Aim of the task: Using the entries that follow, state how many lines contain "Infrastructure", with no other words.

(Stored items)
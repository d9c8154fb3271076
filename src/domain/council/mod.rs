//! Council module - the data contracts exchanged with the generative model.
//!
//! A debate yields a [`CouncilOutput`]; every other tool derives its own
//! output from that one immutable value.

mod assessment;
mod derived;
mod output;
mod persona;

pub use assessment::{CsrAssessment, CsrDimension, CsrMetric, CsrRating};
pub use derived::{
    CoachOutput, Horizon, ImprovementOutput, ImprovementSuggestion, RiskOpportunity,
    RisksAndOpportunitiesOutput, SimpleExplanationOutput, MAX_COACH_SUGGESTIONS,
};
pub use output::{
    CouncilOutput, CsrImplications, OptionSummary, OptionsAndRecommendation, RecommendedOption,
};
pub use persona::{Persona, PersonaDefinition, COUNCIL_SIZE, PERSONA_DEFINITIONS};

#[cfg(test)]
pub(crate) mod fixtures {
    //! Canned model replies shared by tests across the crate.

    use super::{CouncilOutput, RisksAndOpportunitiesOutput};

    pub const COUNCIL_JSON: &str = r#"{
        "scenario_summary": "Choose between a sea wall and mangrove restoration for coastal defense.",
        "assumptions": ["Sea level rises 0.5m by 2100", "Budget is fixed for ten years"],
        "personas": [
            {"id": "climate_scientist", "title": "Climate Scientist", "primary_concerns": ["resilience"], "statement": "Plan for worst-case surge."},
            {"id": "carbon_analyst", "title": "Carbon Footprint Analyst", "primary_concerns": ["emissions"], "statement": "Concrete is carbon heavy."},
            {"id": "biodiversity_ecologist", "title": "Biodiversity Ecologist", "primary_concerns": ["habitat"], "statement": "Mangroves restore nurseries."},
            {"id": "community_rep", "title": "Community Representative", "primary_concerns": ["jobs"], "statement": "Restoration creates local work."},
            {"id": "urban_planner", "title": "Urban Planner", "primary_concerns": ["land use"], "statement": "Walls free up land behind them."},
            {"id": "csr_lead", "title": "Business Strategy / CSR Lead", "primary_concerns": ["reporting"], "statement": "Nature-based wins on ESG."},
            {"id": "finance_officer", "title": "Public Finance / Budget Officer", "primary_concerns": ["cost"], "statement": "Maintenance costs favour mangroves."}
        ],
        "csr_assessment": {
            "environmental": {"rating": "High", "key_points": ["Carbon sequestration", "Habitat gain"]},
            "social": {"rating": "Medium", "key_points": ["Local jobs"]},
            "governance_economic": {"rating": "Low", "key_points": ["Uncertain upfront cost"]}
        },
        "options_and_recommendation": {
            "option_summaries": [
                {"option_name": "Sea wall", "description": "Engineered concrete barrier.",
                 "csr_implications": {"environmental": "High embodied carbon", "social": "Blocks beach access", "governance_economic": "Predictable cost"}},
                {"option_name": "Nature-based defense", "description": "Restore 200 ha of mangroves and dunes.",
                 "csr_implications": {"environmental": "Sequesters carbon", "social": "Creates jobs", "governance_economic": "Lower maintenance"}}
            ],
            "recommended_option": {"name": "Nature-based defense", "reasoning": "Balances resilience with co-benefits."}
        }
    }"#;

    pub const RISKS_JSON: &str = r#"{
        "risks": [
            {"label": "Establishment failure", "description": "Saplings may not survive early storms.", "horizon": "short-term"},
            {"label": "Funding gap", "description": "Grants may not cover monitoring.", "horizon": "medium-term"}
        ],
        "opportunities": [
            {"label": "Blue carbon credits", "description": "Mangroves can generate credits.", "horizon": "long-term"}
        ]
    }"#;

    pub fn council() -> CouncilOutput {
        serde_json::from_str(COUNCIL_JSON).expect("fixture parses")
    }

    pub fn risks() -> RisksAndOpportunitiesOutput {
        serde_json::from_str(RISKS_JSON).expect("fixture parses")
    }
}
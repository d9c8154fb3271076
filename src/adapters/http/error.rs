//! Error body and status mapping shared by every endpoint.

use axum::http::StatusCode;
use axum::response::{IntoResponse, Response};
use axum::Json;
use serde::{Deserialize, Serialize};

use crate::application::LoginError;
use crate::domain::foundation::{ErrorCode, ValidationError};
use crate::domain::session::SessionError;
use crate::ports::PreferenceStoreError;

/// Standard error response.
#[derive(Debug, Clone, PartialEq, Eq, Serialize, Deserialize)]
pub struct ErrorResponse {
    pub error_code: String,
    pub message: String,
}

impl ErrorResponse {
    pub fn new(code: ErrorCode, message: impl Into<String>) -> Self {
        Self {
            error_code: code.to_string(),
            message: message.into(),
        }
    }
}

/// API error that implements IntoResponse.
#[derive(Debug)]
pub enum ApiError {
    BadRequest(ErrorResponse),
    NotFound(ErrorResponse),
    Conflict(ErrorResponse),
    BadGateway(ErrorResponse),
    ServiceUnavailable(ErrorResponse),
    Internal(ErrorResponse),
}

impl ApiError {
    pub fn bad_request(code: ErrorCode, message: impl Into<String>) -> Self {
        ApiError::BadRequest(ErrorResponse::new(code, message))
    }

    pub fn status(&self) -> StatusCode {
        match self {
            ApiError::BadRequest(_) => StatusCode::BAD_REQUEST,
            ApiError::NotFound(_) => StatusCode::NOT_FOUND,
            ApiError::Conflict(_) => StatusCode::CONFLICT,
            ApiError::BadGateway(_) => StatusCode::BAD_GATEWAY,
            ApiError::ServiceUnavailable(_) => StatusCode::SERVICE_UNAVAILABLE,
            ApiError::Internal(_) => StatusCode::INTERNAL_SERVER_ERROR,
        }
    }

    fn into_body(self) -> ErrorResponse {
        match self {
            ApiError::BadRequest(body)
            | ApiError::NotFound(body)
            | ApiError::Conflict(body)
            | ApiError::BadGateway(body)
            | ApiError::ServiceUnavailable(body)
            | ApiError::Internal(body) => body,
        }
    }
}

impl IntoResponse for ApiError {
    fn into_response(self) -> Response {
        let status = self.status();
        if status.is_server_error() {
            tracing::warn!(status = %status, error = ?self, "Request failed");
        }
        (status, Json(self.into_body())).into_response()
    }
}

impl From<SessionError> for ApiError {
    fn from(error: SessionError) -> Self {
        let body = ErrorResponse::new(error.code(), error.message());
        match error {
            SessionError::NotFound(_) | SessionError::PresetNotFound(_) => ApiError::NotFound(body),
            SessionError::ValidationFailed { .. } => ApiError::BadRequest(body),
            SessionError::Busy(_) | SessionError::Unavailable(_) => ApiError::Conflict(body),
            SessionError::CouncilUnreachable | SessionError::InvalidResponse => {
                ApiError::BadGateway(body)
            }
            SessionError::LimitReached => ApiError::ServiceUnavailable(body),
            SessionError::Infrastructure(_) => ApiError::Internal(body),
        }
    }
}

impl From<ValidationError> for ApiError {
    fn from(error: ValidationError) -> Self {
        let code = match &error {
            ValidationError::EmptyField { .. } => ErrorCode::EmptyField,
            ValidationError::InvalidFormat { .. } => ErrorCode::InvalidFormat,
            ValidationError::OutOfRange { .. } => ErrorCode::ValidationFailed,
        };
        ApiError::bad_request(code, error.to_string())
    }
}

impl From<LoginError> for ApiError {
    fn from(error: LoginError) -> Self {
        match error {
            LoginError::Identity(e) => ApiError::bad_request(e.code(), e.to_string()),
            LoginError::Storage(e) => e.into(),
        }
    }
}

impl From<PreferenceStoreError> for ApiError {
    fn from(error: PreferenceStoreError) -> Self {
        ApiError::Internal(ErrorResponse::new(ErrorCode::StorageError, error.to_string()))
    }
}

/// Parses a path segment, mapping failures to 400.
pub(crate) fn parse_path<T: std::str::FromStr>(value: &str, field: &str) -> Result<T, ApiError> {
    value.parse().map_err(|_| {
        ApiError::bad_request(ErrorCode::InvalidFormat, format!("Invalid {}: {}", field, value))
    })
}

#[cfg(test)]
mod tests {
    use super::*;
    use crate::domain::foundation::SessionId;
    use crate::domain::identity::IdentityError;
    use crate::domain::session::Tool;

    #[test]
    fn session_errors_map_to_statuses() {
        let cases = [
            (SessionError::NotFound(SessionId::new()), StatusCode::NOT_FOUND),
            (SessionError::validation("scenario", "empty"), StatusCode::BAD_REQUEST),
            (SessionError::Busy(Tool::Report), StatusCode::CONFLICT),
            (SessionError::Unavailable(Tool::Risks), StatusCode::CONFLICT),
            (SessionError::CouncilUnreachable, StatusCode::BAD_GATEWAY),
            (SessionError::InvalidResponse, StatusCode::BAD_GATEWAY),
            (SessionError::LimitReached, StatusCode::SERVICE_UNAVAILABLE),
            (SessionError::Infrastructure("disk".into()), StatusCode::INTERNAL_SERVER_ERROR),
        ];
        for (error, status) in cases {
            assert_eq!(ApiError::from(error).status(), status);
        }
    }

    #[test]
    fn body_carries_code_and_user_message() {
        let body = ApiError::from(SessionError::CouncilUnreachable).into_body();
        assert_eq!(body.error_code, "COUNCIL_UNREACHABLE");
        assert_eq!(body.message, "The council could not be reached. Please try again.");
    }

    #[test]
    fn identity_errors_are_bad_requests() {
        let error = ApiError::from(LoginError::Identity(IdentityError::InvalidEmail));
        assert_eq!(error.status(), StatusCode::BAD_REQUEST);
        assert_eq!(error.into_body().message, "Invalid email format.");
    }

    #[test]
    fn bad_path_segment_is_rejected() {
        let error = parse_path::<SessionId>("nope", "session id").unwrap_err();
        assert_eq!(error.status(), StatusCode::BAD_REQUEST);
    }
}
==
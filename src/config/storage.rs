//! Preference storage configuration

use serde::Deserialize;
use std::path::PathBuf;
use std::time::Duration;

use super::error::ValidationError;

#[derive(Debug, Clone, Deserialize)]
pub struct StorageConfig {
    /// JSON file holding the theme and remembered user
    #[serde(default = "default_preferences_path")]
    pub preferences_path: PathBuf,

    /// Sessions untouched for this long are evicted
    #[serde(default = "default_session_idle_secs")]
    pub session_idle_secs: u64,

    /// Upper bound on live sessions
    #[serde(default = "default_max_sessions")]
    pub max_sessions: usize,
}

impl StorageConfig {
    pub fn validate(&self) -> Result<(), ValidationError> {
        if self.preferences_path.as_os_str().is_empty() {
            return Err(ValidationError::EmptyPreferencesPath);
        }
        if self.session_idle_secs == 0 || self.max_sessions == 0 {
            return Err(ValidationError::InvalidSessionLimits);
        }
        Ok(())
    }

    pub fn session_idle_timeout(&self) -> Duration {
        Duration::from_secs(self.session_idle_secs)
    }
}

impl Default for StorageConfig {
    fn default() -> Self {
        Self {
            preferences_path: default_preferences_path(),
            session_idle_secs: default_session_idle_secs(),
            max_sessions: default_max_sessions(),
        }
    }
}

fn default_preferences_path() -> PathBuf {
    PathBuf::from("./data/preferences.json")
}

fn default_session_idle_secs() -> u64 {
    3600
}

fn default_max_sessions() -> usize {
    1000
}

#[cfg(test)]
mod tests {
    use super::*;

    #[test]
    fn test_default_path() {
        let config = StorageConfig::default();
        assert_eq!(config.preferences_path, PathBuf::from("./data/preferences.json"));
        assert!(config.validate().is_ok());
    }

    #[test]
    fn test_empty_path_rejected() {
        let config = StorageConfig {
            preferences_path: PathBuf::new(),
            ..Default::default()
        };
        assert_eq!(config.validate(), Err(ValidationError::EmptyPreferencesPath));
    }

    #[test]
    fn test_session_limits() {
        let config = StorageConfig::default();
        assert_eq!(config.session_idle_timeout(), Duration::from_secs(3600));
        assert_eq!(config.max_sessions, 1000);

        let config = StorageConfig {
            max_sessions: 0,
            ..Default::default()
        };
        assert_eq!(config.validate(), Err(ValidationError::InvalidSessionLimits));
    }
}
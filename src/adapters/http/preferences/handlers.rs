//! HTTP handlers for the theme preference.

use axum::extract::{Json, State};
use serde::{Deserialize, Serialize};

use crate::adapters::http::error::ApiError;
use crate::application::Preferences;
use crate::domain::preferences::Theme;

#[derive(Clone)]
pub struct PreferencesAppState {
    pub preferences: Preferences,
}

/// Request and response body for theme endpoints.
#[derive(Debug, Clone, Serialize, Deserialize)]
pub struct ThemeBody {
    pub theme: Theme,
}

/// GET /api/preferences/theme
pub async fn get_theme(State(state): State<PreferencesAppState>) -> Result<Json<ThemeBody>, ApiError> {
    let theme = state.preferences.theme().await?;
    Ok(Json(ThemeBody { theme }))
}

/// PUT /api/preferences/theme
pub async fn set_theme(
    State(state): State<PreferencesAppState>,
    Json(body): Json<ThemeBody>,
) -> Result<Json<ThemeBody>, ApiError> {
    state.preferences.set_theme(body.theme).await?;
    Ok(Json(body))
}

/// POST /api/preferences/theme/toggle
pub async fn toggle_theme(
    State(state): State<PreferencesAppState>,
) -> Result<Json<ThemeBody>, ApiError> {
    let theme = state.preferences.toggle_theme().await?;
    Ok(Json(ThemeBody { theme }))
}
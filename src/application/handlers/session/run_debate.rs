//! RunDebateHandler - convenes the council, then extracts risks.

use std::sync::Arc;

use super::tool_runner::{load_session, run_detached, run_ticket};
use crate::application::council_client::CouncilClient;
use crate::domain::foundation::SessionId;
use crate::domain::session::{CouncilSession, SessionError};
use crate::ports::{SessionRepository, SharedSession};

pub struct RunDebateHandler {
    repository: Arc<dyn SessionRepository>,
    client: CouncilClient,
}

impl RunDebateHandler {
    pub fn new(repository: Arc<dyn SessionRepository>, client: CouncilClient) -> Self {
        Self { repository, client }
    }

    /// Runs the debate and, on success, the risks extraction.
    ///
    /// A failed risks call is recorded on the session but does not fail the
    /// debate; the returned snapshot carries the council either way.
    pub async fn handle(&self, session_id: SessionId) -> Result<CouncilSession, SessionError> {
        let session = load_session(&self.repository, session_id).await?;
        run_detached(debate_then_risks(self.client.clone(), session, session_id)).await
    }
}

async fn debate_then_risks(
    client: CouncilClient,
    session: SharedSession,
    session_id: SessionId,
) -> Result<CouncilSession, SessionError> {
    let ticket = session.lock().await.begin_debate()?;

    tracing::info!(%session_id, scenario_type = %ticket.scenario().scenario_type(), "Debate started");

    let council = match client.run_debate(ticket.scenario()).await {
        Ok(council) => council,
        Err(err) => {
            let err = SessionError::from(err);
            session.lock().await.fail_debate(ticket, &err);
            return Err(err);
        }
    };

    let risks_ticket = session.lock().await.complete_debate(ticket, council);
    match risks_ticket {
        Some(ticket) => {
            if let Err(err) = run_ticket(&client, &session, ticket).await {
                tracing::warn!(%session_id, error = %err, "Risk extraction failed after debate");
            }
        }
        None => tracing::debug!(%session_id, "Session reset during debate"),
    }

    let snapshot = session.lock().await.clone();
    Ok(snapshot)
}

Expected answer: 2